Лоскутов обрушивался на очеркистов, которые на Востоке видели только непохожесть, видели статичным то, что движется, видели случайным то, что было закономерным. Он считал, что лучше всего очерки пишут специалисты, если бог наградил их талантом, а не профессиональные писатели.
Таким-то специалистом был другой наш автор Владимир Козин. Он знал свой материал изнутри. Зоотехник, много лет проработавший в Туркмении, он действительно хорошо знал и народ и природу Средней Азии. К тому же он был ярко талантливым писателем. Впечатления жизни, ее краски, запахи, противоречия захлестывали его, и не всегда он был в силах справиться с этим самумом. Его заносило, и часто материал владел им, а не он материалом. Ему так хотелось отразить в своих вещах все богатство жизни, что иногда изменял и вкус. Однажды, когда в яростном споре по поводу перебора деталей в его очерке я сказал ему, что он мне напоминает купчиху из старого анекдота — когда сваты приехали на смотрины, она нацепила на себя, кроме бриллиантов, еще и дюжину серебряных ложечек, — он расхохотался и успокоился.
Он был в молодости очень веселый и жизнерадостный человек, стоически относившийся к житейским неприятностям, то и дело возникавшим от его пылкости и нетерпения. Он захотел по всей форме объясниться в любви одной знакомой девушке: рухнул с размаху на колени и повредил какую-то косточку, так что пришлось немедленно вызывать неотложку и, в полусогнутом состоянии, отправлять его в больницу. В Арзамасе он так лихо вскочил на сиденье в отхожем месте, что гнилые доски провалились, и стоило больших усилий извлечь его из выгребной ямы. Трудно было представить мрачного и вялого Володю Козина. Или хотя бы огорченного. И казалось очень странным, что в последнее десятилетие своей жизни он стал бирюком, уединился, казалось, даже перестал писать, во всяком случае — печататься. Как выяснилось после его смерти, писал он в эти годы много и интересно.
В нашей редакции атмосфера была клубная. Ничего похожего на учреждение, где работают «от и до». Здесь не было тех отношений купли-продажи (писатель приносит товар, редакция берет или «заворачивает»), какие установились впоследствии во многих журналах.

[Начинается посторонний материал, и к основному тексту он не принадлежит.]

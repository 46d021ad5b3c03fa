//! Tuning config entity - A point-in-time tuning recommendation or session.
//!
//! Each config is bound to a motorcycle and, for data recorded after kits were
//! introduced, to a suspension kit. `suspension_kit_id` stays optional so
//! legacy rows can be loaded and later repaired. The settings columns are a
//! snapshot, not live state.

use sea_orm::entity::prelude::*;
use serde::{Deserialize, Serialize};

/// Tuning config database model
#[derive(Clone, Debug, PartialEq, Eq, DeriveEntityModel, Serialize, Deserialize)]
#[sea_orm(table_name = "tuning_configs")]
pub struct Model {
    /// Unique identifier for the config
    #[sea_orm(primary_key)]
    pub id: i64,
    /// Author's user id
    pub user_id: String,
    /// Motorcycle the config was recorded for
    pub motorcycle_id: i64,
    /// Kit the config applies to, None for legacy (orphan) configs
    pub suspension_kit_id: Option<i64>,
    /// Conversation that produced this config, if any
    pub conversation_id: Option<String>,
    /// Short title shown in lists and the feed
    pub title: String,

    /// Fork compression clicks
    pub fork_compression: Option<i32>,
    /// Fork rebound clicks
    pub fork_rebound: Option<i32>,
    /// Shock low-speed compression clicks
    pub shock_compression_low: Option<i32>,
    /// Shock high-speed compression clicks
    pub shock_compression_high: Option<i32>,
    /// Shock rebound clicks
    pub shock_rebound: Option<i32>,

    /// Sharing state: `"private"`, `"link"` or `"public"`
    pub visibility: String,
    /// Legacy sharing flag, kept equal to `visibility == "public"`
    pub is_public: bool,
    /// Number of likes
    pub likes_count: i32,
    /// Number of comments
    pub comments_count: i32,
    /// When the config was created
    pub created_at: DateTimeUtc,
    /// When the config was last modified
    pub updated_at: DateTimeUtc,
}

/// Defines relationships between `TuningConfig` and other entities
#[derive(Copy, Clone, Debug, EnumIter, DeriveRelation)]
pub enum Relation {
    /// Each config belongs to one motorcycle
    #[sea_orm(
        belongs_to = "super::motorcycle::Entity",
        from = "Column::MotorcycleId",
        to = "super::motorcycle::Column::Id",
        on_delete = "Cascade"
    )]
    Motorcycle,
    /// Each config optionally belongs to one kit
    #[sea_orm(
        belongs_to = "super::suspension_kit::Entity",
        from = "Column::SuspensionKitId",
        to = "super::suspension_kit::Column::Id",
        on_delete = "SetNull"
    )]
    SuspensionKit,
}

impl Related<super::motorcycle::Entity> for Entity {
    fn to() -> RelationDef {
        Relation::Motorcycle.def()
    }
}

impl Related<super::suspension_kit::Entity> for Entity {
    fn to() -> RelationDef {
        Relation::SuspensionKit.def()
    }
}

impl ActiveModelBehavior for ActiveModel {}
//! Front/rear balance classification.
//!
//! Fork and shock adjusters are compared on their normalized percentages. A
//! difference of more than [`BALANCE_THRESHOLD`] percentage points tips the
//! classification towards the stiffer end.

use crate::core::clicks::clicks_to_percentage;
use serde::{Deserialize, Serialize};

/// Percentage-point difference above which one end counts as heavier.
pub const BALANCE_THRESHOLD: f64 = 10.0;

/// Balance classification for one pair of front/rear percentages.
#[derive(Debug, Clone, Copy, PartialEq, Eq, Serialize, Deserialize)]
#[serde(rename_all = "kebab-case")]
pub enum BalanceClass {
    /// Front is more than the threshold above the rear
    FrontHeavy,
    /// Rear is more than the threshold above the front
    RearHeavy,
    /// Within the threshold
    Balanced,
}

impl BalanceClass {
    /// Classifies a front-minus-rear difference.
    #[must_use]
    pub fn from_diff(diff: f64) -> Self {
        if diff > BALANCE_THRESHOLD {
            Self::FrontHeavy
        } else if diff < -BALANCE_THRESHOLD {
            Self::RearHeavy
        } else {
            Self::Balanced
        }
    }

    /// Display name (`"front-heavy"`, `"rear-heavy"`, `"balanced"`)
    #[must_use]
    pub const fn as_str(self) -> &'static str {
        match self {
            Self::FrontHeavy => "front-heavy",
            Self::RearHeavy => "rear-heavy",
            Self::Balanced => "balanced",
        }
    }
}

/// Normalized percentages and the resulting classifications.
#[derive(Debug, Clone, Copy, PartialEq, Serialize, Deserialize)]
pub struct SuspensionBalance {
    /// Fork compression as a percentage of its maximum
    pub front_compression_pct: i32,
    /// Fork rebound as a percentage of its maximum
    pub front_rebound_pct: i32,
    /// Shock low-speed compression as a percentage of its maximum
    pub rear_compression_pct: i32,
    /// Shock rebound as a percentage of its maximum
    pub rear_rebound_pct: i32,
    /// Front minus rear compression percentage
    pub compression_diff: i32,
    /// Front minus rear rebound percentage
    pub rebound_diff: i32,
    /// Classification of the compression diff
    pub compression: BalanceClass,
    /// Classification of the rebound diff
    pub rebound: BalanceClass,
    /// Classification of the mean of both diffs
    pub overall: BalanceClass,
}

/// Computes the front/rear balance from raw clicks and their maximums.
///
/// Rear compression uses the shock's low-speed compression adjuster.
#[allow(clippy::too_many_arguments)]
#[must_use]
pub fn calculate_balance(
    fork_compression: i32,
    fork_rebound: i32,
    shock_compression_low: i32,
    shock_rebound: i32,
    max_fork_compression: i32,
    max_fork_rebound: i32,
    max_shock_compression_low: i32,
    max_shock_rebound: i32,
) -> SuspensionBalance {
    let front_compression_pct = clicks_to_percentage(fork_compression, max_fork_compression);
    let front_rebound_pct = clicks_to_percentage(fork_rebound, max_fork_rebound);
    let rear_compression_pct =
        clicks_to_percentage(shock_compression_low, max_shock_compression_low);
    let rear_rebound_pct = clicks_to_percentage(shock_rebound, max_shock_rebound);

    let compression_diff = front_compression_pct - rear_compression_pct;
    let rebound_diff = front_rebound_pct - rear_rebound_pct;
    let average_diff = f64::from(compression_diff + rebound_diff) / 2.0;

    SuspensionBalance {
        front_compression_pct,
        front_rebound_pct,
        rear_compression_pct,
        rear_rebound_pct,
        compression_diff,
        rebound_diff,
        compression: BalanceClass::from_diff(f64::from(compression_diff)),
        rebound: BalanceClass::from_diff(f64::from(rebound_diff)),
        overall: BalanceClass::from_diff(average_diff),
    }
}
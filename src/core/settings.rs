//! Grouped adjuster values.
//!
//! Kits store three sets of the five adjusters (maximum, baseline, current) and
//! configs store a snapshot of them. [`ClickSettings`] carries one such set so
//! code can move them around without naming fifteen columns.

use crate::entities::{suspension_kit, tuning_config};
use sea_orm::Set;
use serde::{Deserialize, Serialize};

/// One value per adjustable parameter; `None` means "not recorded".
#[derive(Debug, Clone, Copy, Default, PartialEq, Eq, Serialize, Deserialize)]
pub struct ClickSettings {
    /// Fork compression clicks
    pub fork_compression: Option<i32>,
    /// Fork rebound clicks
    pub fork_rebound: Option<i32>,
    /// Shock low-speed compression clicks
    pub shock_compression_low: Option<i32>,
    /// Shock high-speed compression clicks
    pub shock_compression_high: Option<i32>,
    /// Shock rebound clicks
    pub shock_rebound: Option<i32>,
}

/// Identifies one adjuster.
#[derive(Debug, Clone, Copy, PartialEq, Eq, Hash, Serialize, Deserialize)]
#[serde(rename_all = "snake_case")]
pub enum Adjuster {
    /// Fork compression
    ForkCompression,
    /// Fork rebound
    ForkRebound,
    /// Shock low-speed compression
    ShockCompressionLow,
    /// Shock high-speed compression
    ShockCompressionHigh,
    /// Shock rebound
    ShockRebound,
}

impl Adjuster {
    /// All adjusters, fork first
    pub const ALL: [Self; 5] = [
        Self::ForkCompression,
        Self::ForkRebound,
        Self::ShockCompressionLow,
        Self::ShockCompressionHigh,
        Self::ShockRebound,
    ];
}

impl ClickSettings {
    /// Returns the value recorded for `adjuster`.
    #[must_use]
    pub const fn get(&self, adjuster: Adjuster) -> Option<i32> {
        match adjuster {
            Adjuster::ForkCompression => self.fork_compression,
            Adjuster::ForkRebound => self.fork_rebound,
            Adjuster::ShockCompressionLow => self.shock_compression_low,
            Adjuster::ShockCompressionHigh => self.shock_compression_high,
            Adjuster::ShockRebound => self.shock_rebound,
        }
    }

    /// True when no adjuster has a value.
    #[must_use]
    pub const fn is_empty(&self) -> bool {
        self.fork_compression.is_none()
            && self.fork_rebound.is_none()
            && self.shock_compression_low.is_none()
            && self.shock_compression_high.is_none()
            && self.shock_rebound.is_none()
    }

    /// Calibration ceilings of a kit.
    #[must_use]
    pub const fn max_of(kit: &suspension_kit::Model) -> Self {
        Self {
            fork_compression: kit.max_fork_compression,
            fork_rebound: kit.max_fork_rebound,
            shock_compression_low: kit.max_shock_compression_low,
            shock_compression_high: kit.max_shock_compression_high,
            shock_rebound: kit.max_shock_rebound,
        }
    }

    /// As-delivered settings of a kit.
    #[must_use]
    pub const fn baseline_of(kit: &suspension_kit::Model) -> Self {
        Self {
            fork_compression: kit.baseline_fork_compression,
            fork_rebound: kit.baseline_fork_rebound,
            shock_compression_low: kit.baseline_shock_compression_low,
            shock_compression_high: kit.baseline_shock_compression_high,
            shock_rebound: kit.baseline_shock_rebound,
        }
    }

    /// Live settings of a kit.
    #[must_use]
    pub const fn current_of(kit: &suspension_kit::Model) -> Self {
        Self {
            fork_compression: kit.fork_compression,
            fork_rebound: kit.fork_rebound,
            shock_compression_low: kit.shock_compression_low,
            shock_compression_high: kit.shock_compression_high,
            shock_rebound: kit.shock_rebound,
        }
    }

    /// Snapshot stored on a config.
    #[must_use]
    pub const fn snapshot_of(config: &tuning_config::Model) -> Self {
        Self {
            fork_compression: config.fork_compression,
            fork_rebound: config.fork_rebound,
            shock_compression_low: config.shock_compression_low,
            shock_compression_high: config.shock_compression_high,
            shock_rebound: config.shock_rebound,
        }
    }

    /// Writes every adjuster into the kit's current-setting columns.
    pub fn set_current(self, kit: &mut suspension_kit::ActiveModel) {
        kit.fork_compression = Set(self.fork_compression);
        kit.fork_rebound = Set(self.fork_rebound);
        kit.shock_compression_low = Set(self.shock_compression_low);
        kit.shock_compression_high = Set(self.shock_compression_high);
        kit.shock_rebound = Set(self.shock_rebound);
    }

    /// Writes only the adjusters that have a value into the kit's current
    /// settings, leaving the rest untouched.
    pub fn merge_into_current(self, kit: &mut suspension_kit::ActiveModel) {
        if let Some(v) = self.fork_compression {
            kit.fork_compression = Set(Some(v));
        }
        if let Some(v) = self.fork_rebound {
            kit.fork_rebound = Set(Some(v));
        }
        if let Some(v) = self.shock_compression_low {
            kit.shock_compression_low = Set(Some(v));
        }
        if let Some(v) = self.shock_compression_high {
            kit.shock_compression_high = Set(Some(v));
        }
        if let Some(v) = self.shock_rebound {
            kit.shock_rebound = Set(Some(v));
        }
    }

    /// Writes every adjuster into a config's snapshot columns.
    pub fn set_snapshot(self, config: &mut tuning_config::ActiveModel) {
        config.fork_compression = Set(self.fork_compression);
        config.fork_rebound = Set(self.fork_rebound);
        config.shock_compression_low = Set(self.shock_compression_low);
        config.shock_compression_high = Set(self.shock_compression_high);
        config.shock_rebound = Set(self.shock_rebound);
    }
}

Рукописи не сваливались на полки в шкафы, их читали тут же, передавая из рук в руки. А работали над ними пристально дома, вне служебных часов. Никому бы не пришло в голову упрекнуть редакторов, что мы разговариваем, а не работаем. Наши споры, противоречивые оценки рукописи, нащупывание наиболее острых проблем было тем, что нынче делается, да и то лишь иногда, за торжественными круглыми столами, куда сходятся по специальным приглашениям. И душой клуба было наше главное — в пределах редакции — начальство — Василий Тихонович Бобрышев. Для него заведование редакцией было не должностью, за которую причитается зарплата и некоторое положение в литературной среде, а способом служения литературе, которую он любил преданно и бескорыстно. После его гибели в ополчении не так много осталось статей, не было у него своих книг, но его помощь молодым писателям того времени трудно измерить. Во многом этому помогала сама обстановка в журнале.

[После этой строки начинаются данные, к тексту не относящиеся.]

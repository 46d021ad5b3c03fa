//! Suspension kit entity - One physical suspension build on a motorcycle.
//!
//! A kit records the fork/shock hardware, the maximum click count of every
//! adjuster (the calibration ceiling), the as-delivered baseline settings and
//! the live current settings. Exactly one kit per motorcycle carries
//! `is_default = true` whenever the motorcycle has any kits.

use sea_orm::entity::prelude::*;
use serde::{Deserialize, Serialize};

/// Suspension kit database model
#[derive(Clone, Debug, PartialEq, Eq, DeriveEntityModel, Serialize, Deserialize)]
#[sea_orm(table_name = "suspension_kits")]
pub struct Model {
    /// Unique identifier for the kit
    #[sea_orm(primary_key)]
    pub id: i64,
    /// Motorcycle this kit is mounted on
    pub motorcycle_id: i64,
    /// User who created the kit
    pub user_id: String,
    /// Display name (e.g., "Kit Standard", "Track setup")
    pub name: String,

    /// Fork manufacturer
    pub fork_brand: Option<String>,
    /// Fork model name
    pub fork_model: Option<String>,
    /// Shock manufacturer
    pub shock_brand: Option<String>,
    /// Shock model name
    pub shock_model: Option<String>,

    /// Maximum clicks of the fork compression adjuster
    pub max_fork_compression: Option<i32>,
    /// Maximum clicks of the fork rebound adjuster
    pub max_fork_rebound: Option<i32>,
    /// Maximum clicks of the shock low-speed compression adjuster
    pub max_shock_compression_low: Option<i32>,
    /// Maximum clicks of the shock high-speed compression adjuster
    pub max_shock_compression_high: Option<i32>,
    /// Maximum clicks of the shock rebound adjuster
    pub max_shock_rebound: Option<i32>,

    /// As-delivered fork compression clicks
    pub baseline_fork_compression: Option<i32>,
    /// As-delivered fork rebound clicks
    pub baseline_fork_rebound: Option<i32>,
    /// As-delivered shock low-speed compression clicks
    pub baseline_shock_compression_low: Option<i32>,
    /// As-delivered shock high-speed compression clicks
    pub baseline_shock_compression_high: Option<i32>,
    /// As-delivered shock rebound clicks
    pub baseline_shock_rebound: Option<i32>,

    /// Fork compression clicks
    pub fork_compression: Option<i32>,
    /// Fork rebound clicks
    pub fork_rebound: Option<i32>,
    /// Shock low-speed compression clicks
    pub shock_compression_low: Option<i32>,
    /// Shock high-speed compression clicks
    pub shock_compression_high: Option<i32>,
    /// Shock rebound clicks
    pub shock_rebound: Option<i32>,

    /// Free-form notes about the build
    pub notes: Option<String>,
    /// Whether this is the motorcycle's default kit
    pub is_default: bool,
    /// When the kit was created
    pub created_at: DateTimeUtc,
    /// When the kit was last modified
    pub updated_at: DateTimeUtc,
}

/// Defines relationships between `SuspensionKit` and other entities
#[derive(Copy, Clone, Debug, EnumIter, DeriveRelation)]
pub enum Relation {
    /// Each kit belongs to one motorcycle
    #[sea_orm(
        belongs_to = "super::motorcycle::Entity",
        from = "Column::MotorcycleId",
        to = "super::motorcycle::Column::Id",
        on_delete = "Cascade"
    )]
    Motorcycle,
    /// One kit has many tuning configs
    #[sea_orm(has_many = "super::tuning_config::Entity")]
    TuningConfigs,
}

impl Related<super::motorcycle::Entity> for Entity {
    fn to() -> RelationDef {
        Relation::Motorcycle.def()
    }
}

impl Related<super::tuning_config::Entity> for Entity {
    fn to() -> RelationDef {
        Relation::TuningConfigs.def()
    }
}

impl ActiveModelBehavior for ActiveModel {}
//! # OpenID 인증 서비스
//!
//! 외부 OpenID 스트래티지를 호스트 애플리케이션에 연결하고,
//! 핸드셰이크 결과를 로컬 엔티티로 확정합니다.
//!
//! - [`plugin`] - 설정 해석과 활성화 (스트래티지 등록)
//! - [`verifier`] - 찾기 / 만들기 / 연동 검증기
//! - [`strategy`] - 외부 스트래티지 연동 trait
//! - [`replay`] - 기록된 프로필을 재생하는 스트래티지

pub mod plugin;
pub mod replay;
pub mod strategy;
pub mod verifier;

pub use plugin::*;
pub use replay::*;
pub use strategy::*;
pub use verifier::*;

Около нас собирались приверженцы самых различных литературных направлений — конструктивисты Агапов и Габрилович, перевальцы Катаев и Зарудин, лефовец Сергей Третьяков, а большинство и вовсе не принадлежало ни к каким группировкам. Но все эти далекие и близкие друг к другу писатели относились к журналу как к своему органу. И именно Василий Тихонович умел возбуждать интерес и к очерковому жанру, и к программе журнала, и, конечно же, к самой возможности длительных поездок по стране.
О чем же я сам говорил в те годы? Что волновало и мучило меня? Как ни странно, то же во многом, что и теперь. Я всегда считал, что литературу надо не учить, а учиться у нее. Часто критики рассматривали нового героя как муляж, изготовленный руками послушного ученика. Они боялись рассматривать талант — живое в искусстве — как отражение жизненных процессов. Ведь тогда пришлось бы признать, что есть зеркала с не старой еще амальгамой, и эти зеркала свидетельствуют, что надо переориентироваться и видеть зло уже в самой жизни, а не в ее отражениях.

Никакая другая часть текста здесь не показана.